--- Task inputs Enclosed Below ---

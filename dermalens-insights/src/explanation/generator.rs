//! Text generator collaborator contract

use async_trait::async_trait;
use thiserror::Error;

/// Failure reported by (or on behalf of) the text generator
#[derive(Debug, Clone, Error, PartialEq, Eq)]
pub enum GenerationError {
    /// Generation switched off globally
    #[error("Text generation disabled")]
    Disabled,

    /// Generator ran and failed
    #[error("Text generation failed: {0}")]
    Failed(String),

    /// Generator did not answer in time (also reported when a deadline-bounded
    /// request falls back before generation finishes)
    #[error("Text generation timed out")]
    Timeout,

    /// Generation future panicked
    #[error("Text generation panicked")]
    Panicked,

    /// Generator returned only whitespace
    #[error("Text generation returned empty output")]
    Empty,
}

/// Slow, possibly unavailable prompt → text service
///
/// Implementations may block on network or on-device inference. The
/// explanation coordinator never lets their failures reach its callers.
#[async_trait]
pub trait TextGenerator: Send + Sync {
    /// Generator name for logs
    fn name(&self) -> &'static str;

    /// False when generation is globally disabled
    fn is_enabled(&self) -> bool {
        true
    }

    async fn generate(&self, prompt: String) -> Result<String, GenerationError>;
}

/// Generator that is always disabled; every explanation uses the template
#[derive(Debug, Clone, Copy, Default)]
pub struct DisabledGenerator;

#[async_trait]
impl TextGenerator for DisabledGenerator {
    fn name(&self) -> &'static str {
        "disabled"
    }

    fn is_enabled(&self) -> bool {
        false
    }

    async fn generate(&self, _prompt: String) -> Result<String, GenerationError> {
        Err(GenerationError::Disabled)
    }
}
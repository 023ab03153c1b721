//! Explanation Coordinator
//!
//! Wraps the text generator with a TTL cache, single-flight generation and a
//! template fallback.
//!
//! # Per-key lifecycle
//! `Absent → Generating → Cached → Expired → Generating → Cached → …`
//!
//! # Coordination
//! - Live cache entries are returned from a shared read lock without waiting.
//! - Misses take one coordinator-wide generation lock, re-check the cache,
//!   and only then run the generator. At most one generation runs at a time,
//!   and callers that queued behind it observe its result.
//! - Generator errors, panics and empty output are replaced by
//!   [`template::render`]; the result is cached either way, flagged with
//!   `is_generator_backed`.
//! - Expiry compares entry age with the TTL using the injected [`Clock`].

pub mod generator;
pub mod prompt;
pub mod template;

pub use generator::{DisabledGenerator, GenerationError, TextGenerator};

use crate::scorer::Recommendation;
use chrono::{DateTime, Duration as ChronoDuration, Utc};
use dermalens_common::config::ExplanationConfig;
use dermalens_common::{Assessment, Clock, SystemClock};
use futures::FutureExt;
use serde::Serialize;
use std::collections::HashMap;
use std::future::Future;
use std::panic::AssertUnwindSafe;
use std::sync::atomic::{AtomicU64, Ordering};
use std::sync::{Arc, RwLock};
use std::time::Duration;
use tokio::sync::Mutex;
use tracing::{debug, info, warn};
use uuid::Uuid;

/// Cache identity: one explanation per assessment and catalog item
#[derive(Debug, Clone, PartialEq, Eq, Hash, Serialize)]
pub struct ExplanationKey {
    pub assessment_id: Uuid,
    pub item_id: String,
}

impl ExplanationKey {
    pub fn new(assessment_id: Uuid, item_id: impl Into<String>) -> Self {
        Self {
            assessment_id,
            item_id: item_id.into(),
        }
    }

    pub fn for_recommendation(assessment_id: Uuid, recommendation: &Recommendation) -> Self {
        Self::new(assessment_id, recommendation.item.id.clone())
    }
}

/// Cached explanation text with provenance
#[derive(Debug, Clone, PartialEq, Serialize)]
pub struct CachedExplanation {
    pub key: ExplanationKey,
    pub text: String,
    pub generated_at: DateTime<Utc>,
    /// False when the text came from the template fallback
    pub is_generator_backed: bool,
}

/// Counters for cache behaviour
#[derive(Debug, Clone, Copy, Default, PartialEq, Eq, Serialize)]
pub struct CacheStats {
    pub entries: usize,
    pub hits: u64,
    pub misses: u64,
    pub generations: u64,
    pub fallbacks: u64,
    /// Deadline-bounded requests answered with the template
    pub timeouts: u64,
}

#[derive(Debug, Default)]
struct Counters {
    hits: AtomicU64,
    misses: AtomicU64,
    generations: AtomicU64,
    fallbacks: AtomicU64,
    timeouts: AtomicU64,
}

/// Single-flight explanation cache
pub struct ExplanationCoordinator {
    entries: RwLock<HashMap<ExplanationKey, Arc<CachedExplanation>>>,
    generation: Mutex<()>,
    clock: Arc<dyn Clock>,
    ttl: ChronoDuration,
    counters: Counters,
}

impl ExplanationCoordinator {
    /// Default time-to-live for cached explanations
    pub const DEFAULT_TTL_DAYS: i64 = 7;

    /// Coordinator on the system clock with the default TTL
    pub fn new() -> Self {
        Self::with_clock(
            Arc::new(SystemClock),
            ChronoDuration::days(Self::DEFAULT_TTL_DAYS),
        )
    }

    pub fn with_clock(clock: Arc<dyn Clock>, ttl: ChronoDuration) -> Self {
        Self {
            entries: RwLock::new(HashMap::new()),
            generation: Mutex::new(()),
            clock,
            ttl,
            counters: Counters::default(),
        }
    }

    pub fn from_config(config: &ExplanationConfig, clock: Arc<dyn Clock>) -> Self {
        Self::with_clock(clock, config.ttl())
    }

    pub fn ttl(&self) -> ChronoDuration {
        self.ttl
    }

    fn is_expired(&self, entry: &CachedExplanation, now: DateTime<Utc>) -> bool {
        now - entry.generated_at >= self.ttl
    }

    /// Live (non-expired) entry for `key`, without waiting on generation
    pub fn lookup(&self, key: &ExplanationKey) -> Option<Arc<CachedExplanation>> {
        let now = self.clock.now();
        let entries = self.entries.read().unwrap_or_else(|e| e.into_inner());
        entries
            .get(key)
            .filter(|entry| !self.is_expired(entry, now))
            .cloned()
    }

    /// Explanation text for `recommendation`, generating it at most once
    ///
    /// `generate` runs only on a miss, under the generation lock. Its errors
    /// and panics are converted into the template fallback; this call never
    /// fails.
    pub async fn get_explanation<F, Fut>(
        &self,
        key: ExplanationKey,
        recommendation: &Recommendation,
        generate: F,
    ) -> String
    where
        F: FnOnce() -> Fut,
        Fut: Future<Output = Result<String, GenerationError>>,
    {
        self.resolve(key, recommendation, generate).await.text.clone()
    }

    /// Like [`get_explanation`](Self::get_explanation) but returns the cache
    /// entry, exposing provenance and timestamp
    pub async fn resolve<F, Fut>(
        &self,
        key: ExplanationKey,
        recommendation: &Recommendation,
        generate: F,
    ) -> Arc<CachedExplanation>
    where
        F: FnOnce() -> Fut,
        Fut: Future<Output = Result<String, GenerationError>>,
    {
        if let Some(entry) = self.lookup(&key) {
            self.counters.hits.fetch_add(1, Ordering::Relaxed);
            return entry;
        }

        let _guard = self.generation.lock().await;

        // Another caller may have filled the entry while we waited
        if let Some(entry) = self.lookup(&key) {
            debug!(item_id = %key.item_id, "Explanation populated while waiting for generation");
            self.counters.hits.fetch_add(1, Ordering::Relaxed);
            return entry;
        }
        self.counters.misses.fetch_add(1, Ordering::Relaxed);

        let outcome = AssertUnwindSafe(async { generate().await })
            .catch_unwind()
            .await
            .unwrap_or(Err(GenerationError::Panicked))
            .and_then(|text| {
                if text.trim().is_empty() {
                    Err(GenerationError::Empty)
                } else {
                    Ok(text)
                }
            });

        let (text, is_generator_backed) = match outcome {
            Ok(text) => {
                self.counters.generations.fetch_add(1, Ordering::Relaxed);
                (text, true)
            }
            Err(GenerationError::Disabled) => {
                debug!(item_id = %key.item_id, "Text generation disabled, using template");
                self.counters.fallbacks.fetch_add(1, Ordering::Relaxed);
                (template::render(recommendation), false)
            }
            Err(e) => {
                warn!(
                    assessment_id = %key.assessment_id,
                    item_id = %key.item_id,
                    error = %e,
                    "Explanation generation failed, using template"
                );
                self.counters.fallbacks.fetch_add(1, Ordering::Relaxed);
                (template::render(recommendation), false)
            }
        };

        let entry = Arc::new(CachedExplanation {
            key: key.clone(),
            text,
            generated_at: self.clock.now(),
            is_generator_backed,
        });
        self.entries
            .write()
            .unwrap_or_else(|e| e.into_inner())
            .insert(key, Arc::clone(&entry));
        entry
    }

    /// Explain `recommendation` with `generator`, prompting from the assessment
    pub async fn explain(
        &self,
        generator: &dyn TextGenerator,
        assessment: &Assessment,
        recommendation: &Recommendation,
    ) -> String {
        let key = ExplanationKey::for_recommendation(assessment.id, recommendation);
        self.get_explanation(key, recommendation, move || async move {
            if !generator.is_enabled() {
                return Err(GenerationError::Disabled);
            }
            debug!(
                generator = generator.name(),
                item_id = %recommendation.item.id,
                "Generating explanation"
            );
            generator
                .generate(prompt::build_prompt(assessment, recommendation))
                .await
        })
        .await
    }

    /// Explanation text, or the template if `deadline` passes first
    ///
    /// On timeout the generation keeps running in a spawned task and fills the
    /// cache for the next request. Must be called inside a tokio runtime.
    pub async fn get_explanation_within<F, Fut>(
        self: &Arc<Self>,
        deadline: Duration,
        key: ExplanationKey,
        recommendation: &Recommendation,
        generate: F,
    ) -> String
    where
        F: FnOnce() -> Fut + Send + 'static,
        Fut: Future<Output = Result<String, GenerationError>> + Send + 'static,
    {
        if let Some(entry) = self.lookup(&key) {
            self.counters.hits.fetch_add(1, Ordering::Relaxed);
            return entry.text.clone();
        }

        let coordinator = Arc::clone(self);
        let owned = recommendation.clone();
        let item_id = key.item_id.clone();
        let task = tokio::spawn(async move {
            coordinator.resolve(key, &owned, generate).await
        });

        match tokio::time::timeout(deadline, task).await {
            Ok(Ok(entry)) => entry.text.clone(),
            Ok(Err(e)) => {
                warn!(item_id = %item_id, error = %e, "Explanation task aborted, using template");
                template::render(recommendation)
            }
            Err(_) => {
                self.counters.timeouts.fetch_add(1, Ordering::Relaxed);
                info!(
                    item_id = %item_id,
                    deadline_ms = deadline.as_millis() as u64,
                    error = %GenerationError::Timeout,
                    "Explanation deadline elapsed, generation continues in background"
                );
                template::render(recommendation)
            }
        }
    }

    /// [`explain`](Self::explain) bounded by `deadline`
    pub async fn explain_within(
        self: &Arc<Self>,
        deadline: Duration,
        generator: Arc<dyn TextGenerator>,
        assessment: &Assessment,
        recommendation: &Recommendation,
    ) -> String {
        let key = ExplanationKey::for_recommendation(assessment.id, recommendation);
        let prompt = prompt::build_prompt(assessment, recommendation);
        self.get_explanation_within(deadline, key, recommendation, move || async move {
            if !generator.is_enabled() {
                return Err(GenerationError::Disabled);
            }
            debug!(generator = generator.name(), "Generating explanation");
            generator.generate(prompt).await
        })
        .await
    }

    /// Remove every entry; returns how many were removed
    pub fn clear_cache(&self) -> usize {
        let mut entries = self.entries.write().unwrap_or_else(|e| e.into_inner());
        let removed = entries.len();
        entries.clear();
        info!(removed, "Explanation cache cleared");
        removed
    }

    /// Remove expired entries; returns how many were removed
    pub fn clear_expired(&self) -> usize {
        let now = self.clock.now();
        let mut entries = self.entries.write().unwrap_or_else(|e| e.into_inner());
        let before = entries.len();
        entries.retain(|_, entry| !self.is_expired(entry, now));
        let removed = before - entries.len();
        info!(removed, remaining = entries.len(), "Expired explanations cleared");
        removed
    }

    pub fn stats(&self) -> CacheStats {
        let entries = self.entries.read().unwrap_or_else(|e| e.into_inner()).len();
        CacheStats {
            entries,
            hits: self.counters.hits.load(Ordering::Relaxed),
            misses: self.counters.misses.load(Ordering::Relaxed),
            generations: self.counters.generations.load(Ordering::Relaxed),
            fallbacks: self.counters.fallbacks.load(Ordering::Relaxed),
            timeouts: self.counters.timeouts.load(Ordering::Relaxed),
        }
    }
}

impl Default for ExplanationCoordinator {
    fn default() -> Self {
        Self::new()
    }
}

--- End of Enclosed Task inputs ---

From the records above, give again exactly the lines running from the line with "use futures::FutureExt;" to the line with "pub const DEFAULT_TTL_DAYS: i64 = 7;", inclusive.

use futures::FutureExt;
use serde::Serialize;
use std::collections::HashMap;
use std::future::Future;
use std::panic::AssertUnwindSafe;
use std::sync::atomic::{AtomicU64, Ordering};
use std::sync::{Arc, RwLock};
use std::time::Duration;
use tokio::sync::Mutex;
use tracing::{debug, info, warn};
use uuid::Uuid;

/// Cache identity: one explanation per assessment and catalog item
#[derive(Debug, Clone, PartialEq, Eq, Hash, Serialize)]
pub struct ExplanationKey {
    pub assessment_id: Uuid,
    pub item_id: String,
}

impl ExplanationKey {
    pub fn new(assessment_id: Uuid, item_id: impl Into<String>) -> Self {
        Self {
            assessment_id,
            item_id: item_id.into(),
        }
    }

    pub fn for_recommendation(assessment_id: Uuid, recommendation: &Recommendation) -> Self {
        Self::new(assessment_id, recommendation.item.id.clone())
    }
}

/// Cached explanation text with provenance
#[derive(Debug, Clone, PartialEq, Serialize)]
pub struct CachedExplanation {
    pub key: ExplanationKey,
    pub text: String,
    pub generated_at: DateTime<Utc>,
    /// False when the text came from the template fallback
    pub is_generator_backed: bool,
}

/// Counters for cache behaviour
#[derive(Debug, Clone, Copy, Default, PartialEq, Eq, Serialize)]
pub struct CacheStats {
    pub entries: usize,
    pub hits: u64,
    pub misses: u64,
    pub generations: u64,
    pub fallbacks: u64,
    /// Deadline-bounded requests answered with the template
    pub timeouts: u64,
}

#[derive(Debug, Default)]
struct Counters {
    hits: AtomicU64,
    misses: AtomicU64,
    generations: AtomicU64,
    fallbacks: AtomicU64,
    timeouts: AtomicU64,
}

/// Single-flight explanation cache
pub struct ExplanationCoordinator {
    entries: RwLock<HashMap<ExplanationKey, Arc<CachedExplanation>>>,
    generation: Mutex<()>,
    clock: Arc<dyn Clock>,
    ttl: ChronoDuration,
    counters: Counters,
}

impl ExplanationCoordinator {
    /// Default time-to-live for cached explanations
    pub const DEFAULT_TTL_DAYS: i64 = 7;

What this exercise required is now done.